==== TASK INPUT ====
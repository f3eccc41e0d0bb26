//! # Common Error Types
//!
//! Consolidated error handling for the wallet terminal.
//!
//! ## Error Categories
//!
//! - **Api**: Daemon API communication errors (network, HTTP, JSON parsing)
//! - **Validation**: Input validation errors (missing fields, invalid currency,
//!   unparseable amounts)
//!
//! The daemon API functions in [`crate::services::api`] return
//! `Result<T, String>` so failure messages can be forwarded verbatim to the
//! notification surface; `String` converts into [`AppError::Api`] at the
//! boundary where a typed error is needed.

use thiserror::Error;

/// Application-wide error type.
///
/// # Example
///
/// ```rust
/// use siaterm::core::error::AppError;
///
/// let api_err = AppError::Api("connection refused".to_string());
/// let validation_err = AppError::Validation("Amount is required".to_string());
///
/// assert_eq!(api_err.to_string(), "API error: connection refused");
/// assert_eq!(validation_err.to_string(), "Validation error: Amount is required");
/// ```
#[derive(Debug, Error)]
pub enum AppError {
    /// Daemon API communication error.
    ///
    /// Network failures, non-2xx responses, and malformed response bodies all
    /// land here with the daemon's message text where one exists.
    #[error("API error: {0}")]
    Api(String),

    /// Input validation error.
    ///
    /// Raised before any network call is made; follows the same user-visible
    /// path as transport failures.
    #[error("Validation error: {0}")]
    Validation(String),
}

/// Convenience type alias for `Result<T, AppError>`.
pub type Result<T> = std::result::Result<T, AppError>;

impl From<String> for AppError {
    fn from(msg: String) -> Self {
        AppError::Api(msg)
    }
}

#[cfg(test)]
mod tests {
    use super::*;

    #[test]
    fn test_api_layer_strings_convert_to_api_errors() {
        fn forward(message: std::result::Result<(), String>) -> Result<()> {
            message?;
            Ok(())
        }

        let err = forward(Err("daemon returned 500 Internal Server Error".to_string()))
            .unwrap_err();
        assert!(matches!(err, AppError::Api(_)));
        assert_eq!(
            err.to_string(),
            "API error: daemon returned 500 Internal Server Error"
        );
    }

    #[test]
    fn test_validation_display() {
        let err = AppError::Validation("Invalid currency type: bogus".to_string());
        assert_eq!(err.to_string(), "Validation error: Invalid currency type: bogus");
    }
}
====
**THE TASK:** Among the entries, find each line that includes the string "returned" and copy it.

**SOLUTION TO THIS EXERCISE:**
        let err = forward(Err("daemon returned 500 Internal Server Error".to_string()))
            "API error: daemon returned 500 Internal Server Error"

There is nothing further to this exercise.